My vocabulary is pretty limited during sex too.

"Oh God!, grunt, groan, yes!, slobber, drool, uuuuuuuu, and various other tongues.
_Posted via Mobile Device_


----------



## NoChoice (Feb 12, 2012)

OP,
Perhaps do not think of it as in women plural but as in women and not men.


----------



## badsanta (Oct 13, 2014)

NoChoice said:


> OP,
> Perhaps do not think of it as in women *plural* but as in women and not men.


Well there were *TWO* breasts, each one obviously having its own little personalty, adorable quirkiness, and perkiness ... perhaps he was talking to the two of them as people and momentarily forgot that jupiter13 could here the sweet nothings he was telling to the two of them...


----------



## Marc878 (Aug 26, 2015)

jupiter13 said:


> Just a quick question. After his cheating 4 yrs ago we are just getting by. The other night in the middle of action he says to me, "I really admire women's breasts." Please tell me he didn't say that is all I can think but he did. I am now thinking what a total turn off that is for me. I do not think he even has a clue he actually said that and he may have meant it completely different than I am taking it. I need others opinion how they would handle this, confront this or just let it go? I am just not interested in more sex with him as I hear him say this and it triggers the affair.


Wow! He's such a charmer. 

You should have said oooohhhhh Dominic! Faster!!!!!!


----------



## MrVanilla (Apr 24, 2012)

jupiter13 said:


> I am just not interested in more sex with him as I hear him say this and it triggers the affair.


My LW had told me a few stories of her sexual past in an effort to find new things to do. The stories didn't sit so well with me and one day, in bed, in a situation that may have led to sex... she reaches over and tickles me. This was quite odd because I'm not ticklish, but no one had ever tried to tickle me where she did. I jumped. She laughed and said: "Don't worry, all men are ticklish there." 

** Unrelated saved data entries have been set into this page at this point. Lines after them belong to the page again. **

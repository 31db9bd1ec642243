use std::{ffi::OsStr, path::Path};

use tracing::debug;

use crate::{
    error::IldaError,
    palette::{Palette, DEFAULT_PALETTE},
    parser::{parse_header, parse_records_3d_indexed},
    types::{Format, Frame, Record},
};

const MAGIC: &[u8; 4] = b"ILDA";

/// Decodes every frame of an ILDA stream, resolving indexed colors
/// against [`DEFAULT_PALETTE`].
///
/// The stream is a sequence of header-plus-records blocks terminated
/// by a header with a record count of zero; bytes after the terminator
/// are ignored. Decoding is all-or-nothing: a malformed frame anywhere
/// fails the whole call and no frames are returned.
pub fn decode(i: &[u8]) -> Result<Vec<Frame>, IldaError> {
    decode_with_palette(i, &DEFAULT_PALETTE)
}

/// Same as [`decode`], resolving colors against the given palette.
pub fn decode_with_palette(mut i: &[u8], palette: &Palette) -> Result<Vec<Frame>, IldaError> {
    let mut frames: Vec<Frame> = vec![];

    loop {
        let (rest, header) =
            parse_header(i).map_err(|_| IldaError::TruncatedStream { context: "header" })?;

        if &header.magic != MAGIC {
            return Err(IldaError::MalformedHeader {
                magic: header.magic,
            });
        }
        if header.num_records == 0 {
            // Stream terminator. The only normal way out of the loop.
            break;
        }

        let (rest, records) = match header.format {
            Format::Indexed3d => {
                let (rest, raw_records) =
                    parse_records_3d_indexed(rest, header.num_records as usize)
                        .map_err(|_| IldaError::TruncatedStream { context: "record" })?;
                let records = raw_records
                    .into_iter()
                    .map(|raw| {
                        let [r, g, b] = palette.lookup(raw.color_index as usize)?;
                        Ok(Record {
                            x: raw.x,
                            y: raw.y,
                            z: raw.z,
                            r,
                            g,
                            b,
                            status: raw.status,
                        })
                    })
                    .collect::<Result<Vec<Record>, IldaError>>()?;
                (rest, records)
            }
            format => return Err(IldaError::UnsupportedFormat { format }),
        };

        debug!(
            "decoded frame {}/{} for projector {} ({} records)",
            header.frame_number,
            header.total_frames,
            header.projector,
            records.len()
        );

        frames.push(Frame {
            format: header.format,
            frame_name: trim_nulls(&header.frame_name),
            company_name: trim_nulls(&header.company_name),
            records,
        });

        i = rest;
    }

    Ok(frames)
}

/// Reads and decodes an ILDA file with the default palette.
pub fn decode_file(path: impl AsRef<OsStr> + AsRef<Path>) -> Result<Vec<Frame>, IldaError> {
    let bytes = std::fs::read(path)?;
    decode(&bytes)
}

/// Strips trailing null padding (only nulls, not whitespace) from a
/// fixed-width name field.
fn trim_nulls(field: &[u8]) -> String {
    let end = field.iter().rposition(|&b| b != 0).map_or(0, |pos| pos + 1);
    String::from_utf8_lossy(&field[..end]).into_owned()
}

My silent response to this was: 
_'You should know, you've checked most of them'_ 

-which so completely spoiled my mood that I got up, dressed, and went to make breakfast. That was all my fault. It was my thinking about her past. I cannot change what happened. I'd reacted with my brain, and not my heart.


----------



## Thound (Jan 20, 2013)

I'm giving you a raise.


----------



## CuddleBug (Nov 26, 2012)

jupiter13 said:


> Just a quick question. After his cheating 4 yrs ago we are just getting by. The other night in the middle of action he says to me, "I really admire women's breasts." Please tell me he didn't say that is all I can think but he did. I am now thinking what a total turn off that is for me. I do not think he even has a clue he actually said that and he may have meant it completely different than I am taking it. I need others opinion how they would handle this, confront this or just let it go? I am just not interested in more sex with him as I hear him say this and it triggers the affair.

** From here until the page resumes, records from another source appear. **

#[cfg(any(test, feature = "stats"))]
impl DebugStats {
    /// Pretty-print the debug statistics.
    #[cfg(feature = "std")]
    pub fn print(&self) {
        println!("=== Hash Table Debug Statistics ===");
        println!(
            "Population: {}/{} ({:.2}% load factor)",
            self.populated,
            self.capacity,
            self.load_factor * 100.0
        );
        println!(
            "Displacement: max {}, mean {:.3}",
            self.max_displacement, self.mean_displacement
        );
        println!(
            "Total Allocated: {} bytes over {} slots",
            self.total_bytes, self.total_slots
        );
    }
}

/// A hash table using Robin Hood linear probing with backward-shift
/// deletion.
///
/// `HashTable<V>` stores values of type `V`. Like a raw table, it does not
/// hash anything itself: every operation takes the value's hash and an
/// equality predicate. The hash is stored alongside the value and reused
/// whenever the table resizes.
///
/// The ring of buckets is always a power of two in size (or empty), followed
/// by one sentinel bucket. The table doubles once an insertion would bring
/// the load factor to 80% and halves once a removal drops it to 20%, never
/// shrinking below two buckets.
///
/// ## Example
///
/// ```rust
/// # use core::hash::Hash;
/// # use core::hash::Hasher;
/// #
/// # use robin_hash::hash_table::HashTable;
/// # use siphasher::sip::SipHasher;
/// #
/// # #[derive(Debug, PartialEq)]
/// # struct Person {
/// #     id: u64,
/// #     name: String,
/// # }
/// #
/// # fn hash_id(id: u64) -> u64 {
/// #     let mut hasher = SipHasher::new();
/// #     id.hash(&mut hasher);
/// #     hasher.finish()
/// # }
///
/// let mut table = HashTable::new();
/// let hash = hash_id(123);
///
/// match table.entry(hash, |p: &Person| p.id == 123) {
///     robin_hash::hash_table::Entry::Vacant(entry) => {
///         entry.insert(Person {
///             id: 123,
///             name: "Alice".to_string(),
///         });
///     }
///     robin_hash::hash_table::Entry::Occupied(_) => {
///         println!("Person already exists");
///     }
/// }
/// assert_eq!(table.len(), 1);
/// ```
#[derive(Clone)]
pub struct HashTable<V> {
    buckets: Vec<Bucket<V>>,
    populated: usize,
}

He cheated 4 years ago and hasn't done that since? Is he trying and making the effort?

As horrible as cheating is, it takes two in a marriage to make or break it and not one.

Why did he cheat 4 years ago?

Was he just a bad pig of a guy with no reason?

Or was there something else that lead up to his cheating?

I don't think he meant to say he likes other women's breasts. I think he really meant your breasts.

I totally see what you're saying. Your hubby should know better, because you communicated this to him, right?

Telling him in the heat of the moment, I love men with big d$cks.......heh heh.


----------



## convert (Oct 4, 2013)

lifeistooshort said:


> You should've responded with "i love men with huge d!cks".
> _Posted via Mobile Device_


:grin2:

Ouch
but 16 likes and counting>


----------



## lifeistooshort (Mar 17, 2013)

convert said:


> :grin2:
> 
> Ouch
> but 16 likes and counting>


Eh, I was half joking. Only half though. ....
_Posted via Mobile Device_


----------



## mightbeover (Oct 28, 2015)

sounds like an idiotic thing to say. Don't buy into the uncontrolled speech during sex.
My wife and I have never cheated.
I used to pretend I didn't care about her details about sex with x's. Just to prove I was confident and man enough to handle it.
I have since asked her to never tell me anything.
She once told me she had to learn how to give head because her x BF constantly went down on her because he had to "make it all wet"
in order to insert his big penis. Double bruising story. She said she felt obligated to return the oral because he did it all the time.
I love her and she loves me but these stupid things said to someone who doesn't want to hear it hurts for a long time.
4 years and counting since I heard that story.


----------